I met this morning with an awesome start-up CEO. Unfortunately, his company is out of cash next month. The company had raised money from some individuals (who are now tapped out), progress has taken longer than expected, and he has 30 days to raise new money or to unwind the company.
“Don’t take failure personally,” I told him. As I’ve blogged in the past, only one-third of start-ups generate a return for VCs, with the rest losing money. In other words, I told him, it’s a lot like baseball. You can work as hard as you can, and you should, but sometimes, the odds are against you.
I also told this CEO that the key to success will be grit. Eventually, if you keep at it, a start-up at which you’re working should do well. And, it hopefully, economically and emotionally, will make up for past strike-outs.
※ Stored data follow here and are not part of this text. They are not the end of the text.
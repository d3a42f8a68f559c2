use std::sync::Arc;

use chrono::Utc;
use serde::Serialize;
use serde_json::{json, Map, Value};

use super::acts::{self, AnalysisSources, IntakeHints};
use super::aliases::{self, first_present, first_text};
use super::{sync_to_all_stores, ConversionOptions, DependentSinks};
use crate::error::{BuildError, SnapshotError};
use crate::models::*;
use crate::normalize::{as_number, normalize_string_list};

/// Value of `Provenance::source` on every restored state.
pub const RESTORED_SOURCE: &str = "database";

/// Rebuild the UI state from a stored session.
///
/// The stored snapshot may have been written by any schema version up to
/// [`MAX_SUPPORTED_SCHEMA_VERSION`]; a newer one is the only failure. Fields
/// are located through the alias lists in [`aliases`], so rows written before
/// a rename still restore. Any Act that cannot be read is left empty.
///
/// When `options.sync_stores` is set and `sinks` is given, the Act 2 results
/// are pushed into the dependent containers on a spawned task. This function
/// does not wait for it.
pub fn to_store(
    session: &DatabaseSession,
    options: &ConversionOptions,
    sinks: Option<Arc<dyn DependentSinks>>,
) -> Result<ApplicationState, SnapshotError> {
    let snapshot = &session.snapshot;
    let schema_version = check_version(session)?;

    let act1 = restore_act1(snapshot);
    let act2 = restore_act2(snapshot).unwrap_or_else(|e| {
        tracing::warn!("Session {} Act 2 unreadable, restoring without it: {}", session.id, e);
        None
    });
    let act3 = restore_act3(snapshot);
    let act4 = restore_act4(snapshot);

    let session_state = first_text(snapshot, aliases::STORED_SESSION_STATE)
        .and_then(|s| SessionState::from_str(&s).or_else(|| SessionState::from_ui_stage(&s)))
        .unwrap_or(if act4.is_some() {
            SessionState::Act4
        } else if act3.is_some() {
            SessionState::Act3
        } else if act2.is_some() {
            SessionState::Act2
        } else {
            SessionState::Act1
        });

    let mut state = ApplicationState {
        session_state: Some(session_state.as_str().to_string()),
        current_act: Some(session_state.as_str().to_string()),
        upload_data: upload_data(snapshot, &act1),
        provenance: Some(Provenance {
            session_id: session.id,
            is_read_only: options.read_only,
            source: RESTORED_SOURCE.to_string(),
            schema_version,
        }),
        ..ApplicationState::default()
    };

    if let Some(act2) = &act2 {
        apply_act2(&mut state, act2);
    }
    state.socratic_data = act3.map(|act3| SocraticData {
        level: Some(json!(act3.level)),
        completed_nodes: act3.completed_nodes.into_iter().collect(),
    });
    state.summary_data = act4;

    tracing::info!(
        "Restored session {} (schema v{}, {})",
        session.id,
        schema_version,
        session_state.as_str()
    );

    if options.sync_stores {
        if let Some(sinks) = sinks {
            spawn_sync(session, &state, sinks);
        }
    }

    Ok(state)
}

/// Schema version of a stored snapshot. Rows that never recorded one are
/// [`LEGACY_SCHEMA_VERSION`]; fractional versions round up.
pub fn stored_schema_version(snapshot: &Value) -> u32 {
    first_present(snapshot, aliases::STORED_SCHEMA_VERSION)
        .and_then(as_number)
        .filter(|v| v.is_finite() && *v >= 0.0)
        .map(|v| v.ceil().min(u32::MAX as f64) as u32)
        .unwrap_or(LEGACY_SCHEMA_VERSION)
}

fn check_version(session: &DatabaseSession) -> Result<u32, SnapshotError> {
    let found = stored_schema_version(&session.snapshot);
    if found > MAX_SUPPORTED_SCHEMA_VERSION {
        tracing::error!(
            "Session {} uses schema v{}, newest readable is v{}",
            session.id,
            found,
            MAX_SUPPORTED_SCHEMA_VERSION
        );
        return Err(SnapshotError::UnsupportedVersion {
            found,
            supported: MAX_SUPPORTED_SCHEMA_VERSION,
        });
    }
    if found < CURRENT_SCHEMA_VERSION {
        tracing::warn!(
            "Session {} was written with schema v{}, reading through aliases",
            session.id,
            found
        );
    }
    Ok(found)
}

// ============================================================
// Per-Act restoration
// ============================================================

fn restore_act1(snapshot: &Value) -> Act1Snapshot {
    // Lay the stored parts out the way the extractor does, then run the
    // regular intake path so old rows get today's normalization.
    let mut root = Map::new();
    let parts = [
        ("basicInfo", aliases::STORED_ACT1_BASIC_INFO),
        ("facts", aliases::STORED_ACT1_FACTS),
        ("evidence", aliases::STORED_ACT1_EVIDENCE),
        ("reasoning", aliases::STORED_ACT1_REASONING),
        ("metadata", aliases::STORED_ACT1_METADATA),
    ];
    for (key, paths) in parts {
        if let Some(value) = first_present(snapshot, paths) {
            root.insert(key.to_string(), value.clone());
        }
    }
    fill_case_identity(&mut root, snapshot);
    acts::act1_from_extraction(&Value::Object(root), IntakeHints::default(), Utc::now())
}

/// Older rows kept the case number and court only at the envelope level.
/// They land at the extraction root, where `basicInfo` still wins over them.
fn fill_case_identity(root: &mut Map<String, Value>, snapshot: &Value) {
    let envelope_fields = [
        ("caseNumber", aliases::STORED_CASE_NUMBER),
        ("court", aliases::STORED_COURT_NAME),
    ];
    for (key, paths) in envelope_fields {
        if let Some(value) = first_text(snapshot, paths) {
            root.insert(key.to_string(), Value::String(value));
        }
    }
}

fn restore_act2(snapshot: &Value) -> Result<Option<Act2Snapshot>, BuildError> {
    acts::act2_from_sources(AnalysisSources {
        chapters: first_present(snapshot, aliases::STORED_ACT2_NARRATIVE),
        timeline: first_present(snapshot, aliases::STORED_ACT2_TIMELINE),
        evidence_questions: first_present(snapshot, aliases::STORED_ACT2_EVIDENCE_QUESTIONS),
        claims: first_present(snapshot, aliases::STORED_ACT2_CLAIMS),
    })
}

fn restore_act3(snapshot: &Value) -> Option<Act3Snapshot> {
    let level = first_present(snapshot, aliases::STORED_ACT3_LEVEL);
    let nodes = first_present(snapshot, aliases::STORED_ACT3_NODES)
        .map(normalize_string_list)
        .unwrap_or_default();
    if level.is_none() && nodes.is_empty() {
        return None;
    }
    Some(acts::act3_from_parts(level, nodes))
}

/// Act 4 goes straight back into the UI's summary shape. The lossless report
/// is preferred; rows that predate it only have the digest.
fn restore_act4(snapshot: &Value) -> Option<SummaryData> {
    let report = first_present(snapshot, aliases::STORED_ACT4_FULL_REPORT)
        .or_else(|| first_present(snapshot, aliases::STORED_ACT4_SUMMARY))
        .cloned();
    let ppt_url = first_text(snapshot, aliases::STORED_ACT4_PPT_URL);
    let ppt_metadata = first_present(snapshot, aliases::STORED_ACT4_PPT_METADATA).cloned();
    if report.is_none() && ppt_url.is_none() && ppt_metadata.is_none() {
        return None;
    }
    Some(SummaryData {
        report,
        ppt_url,
        ppt_metadata,
    })
}

// ============================================================
// State assembly
// ============================================================

fn upload_data(snapshot: &Value, act1: &Act1Snapshot) -> UploadData {
    let metadata = &act1.metadata;
    UploadData {
        extracted_elements: encode("act1", act1).map(|data| json!({ "data": data })),
        confidence: Some(json!(metadata.confidence)),
        file_name: None,
        case_title: first_text(snapshot, aliases::STORED_CASE_TITLE),
        processing_time: Some(json!(metadata.processing_time)),
        ai_model: Some(metadata.ai_model.clone()),
        extraction_method: Some(metadata.extraction_method.as_str().to_string()),
    }
}

fn apply_act2(state: &mut ApplicationState, act2: &Act2Snapshot) {
    state.story_chapters = act2
        .narrative
        .iter()
        .flat_map(|n| &n.chapters)
        .filter_map(|chapter| encode("act2.narrative.chapters", chapter))
        .collect();
    state.timeline_analysis = act2
        .timeline_analysis
        .as_ref()
        .and_then(|t| encode("act2.timelineAnalysis", t));
    state.evidence_questions = act2.evidence_questions.clone();
    state.claim_analysis = act2.claim_analysis.clone();
    state.analysis_data.result = encode("act2", act2);
}

fn encode<T: Serialize>(field: &'static str, value: &T) -> Option<Value> {
    serde_json::to_value(value)
        .map_err(|source| BuildError::Encode { field, source })
        .inspect_err(|e| tracing::warn!("Dropping restored value: {}", e))
        .ok()
}

fn spawn_sync(session: &DatabaseSession, state: &ApplicationState, sinks: Arc<dyn DependentSinks>) {
    match tokio::runtime::Handle::try_current() {
        Ok(handle) => {
            let session = session.clone();
            let state = state.clone();
            handle.spawn(async move {
                let report = sync_to_all_stores(&session, &state, sinks).await;
                report.log_summary(session.id);
            });
        }
        Err(_) => {
            tracing::warn!(
                "No async runtime available, dependent stores not synchronized for session {}",
                session.id
            );
        }
    }
}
Perhaps this is a naive view, but I can point to many, many examples of people who were labeled as “losers” one year, only to be tremendous “winners” down the road. I see this pattern all the time. I saw it when the markets imploded in the spring of 2000, and thereafter, when green shoots emerged from the pile of rubble.
So, I’m on a personal mission to give entrepreneurs hope and perspective right now. As the Series A Crunch continues, many companies are hitting the wall. The key is to keep playing the game. With enough at-bats, and if you work with great people, you increasingly put the statistical odds in your favor.
I hope the CEO I met today doesn’t give up on himself.